(Stored data entries)
BEGIN

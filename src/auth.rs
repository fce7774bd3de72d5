//! Authentication for the reservation service
//!
//! Supports an environment variable and a token file in the config dir.

use crate::config::config_dir;
use crate::error::{Error, Result};
use crate::types::ConnectionHandle;
use std::env;
use std::fs;
use std::io::ErrorKind;
use std::path::{Path, PathBuf};

/// Environment variable holding the bearer token
pub const TOKEN_ENV: &str = "MFLOW_TOKEN";

const TOKEN_FILE: &str = "token";

/// Source of authentication token
#[derive(Debug, Clone, PartialEq, Eq)]
pub enum AuthSource {
    /// Token from environment variable
    EnvVar,
    /// Token from a file on disk
    File(PathBuf),
}

/// Resolved credentials
#[derive(Clone)]
pub struct AuthConfig {
    /// Bearer token
    pub token: String,
    /// Where the token was obtained from
    pub source: AuthSource,
}

impl std::fmt::Debug for AuthConfig {
    fn fmt(&self, f: &mut std::fmt::Formatter<'_>) -> std::fmt::Result {
        f.debug_struct("AuthConfig")
            .field("token", &"<redacted>")
            .field("source", &self.source)
            .finish()
    }
}

impl AuthConfig {
    /// Build the connection handle reservations are made with
    pub fn connection(&self, account: impl Into<String>) -> ConnectionHandle {
        ConnectionHandle {
            account: account.into(),
            token: self.token.clone(),
        }
    }
}

/// Get authentication
///
/// Priority:
/// 1. `MFLOW_TOKEN` environment variable
/// 2. `<config dir>/media-flow/token`
pub fn get_auth() -> Result<AuthConfig> {
    if let Some(token) = env::var(TOKEN_ENV).ok().and_then(|t| non_empty(&t)) {
        return Ok(AuthConfig {
            token,
            source: AuthSource::EnvVar,
        });
    }

    if let Some(path) = config_dir().map(|d| d.join(TOKEN_FILE)) {
        if let Some(token) = read_token_file(&path)? {
            return Ok(AuthConfig {
                token,
                source: AuthSource::File(path),
            });
        }
    }

    Err(Error::Auth(format!(
        "No token found. Set {TOKEN_ENV} or run `mflow auth setup`"
    )))
}

/// Read a token file; `None` if it is missing or blank
pub fn read_token_file(path: &Path) -> Result<Option<String>> {
    match fs::read_to_string(path) {
        Ok(contents) => Ok(non_empty(&contents)),
        Err(e) if e.kind() == ErrorKind::NotFound => Ok(None),
        Err(e) => Err(e.into()),
    }
}

fn non_empty(raw: &str) -> Option<String> {
    let trimmed = raw.trim();
    if trimmed.is_empty() {
        None
    } else {
        Some(trimmed.to_string())
    }
}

END

*EXERCISE GOAL*.
Your answer must be the line holding "Err(e) if e.kind()" plus every later line to the end of the records, copied exactly.

*ANSWER*.
        Err(e) if e.kind() == ErrorKind::NotFound => Ok(None),
        Err(e) => Err(e.into()),
    }
}

fn non_empty(raw: &str) -> Option<String> {
    let trimmed = raw.trim();
    if trimmed.is_empty() {
        None
    } else {
        Some(trimmed.to_string())
    }
}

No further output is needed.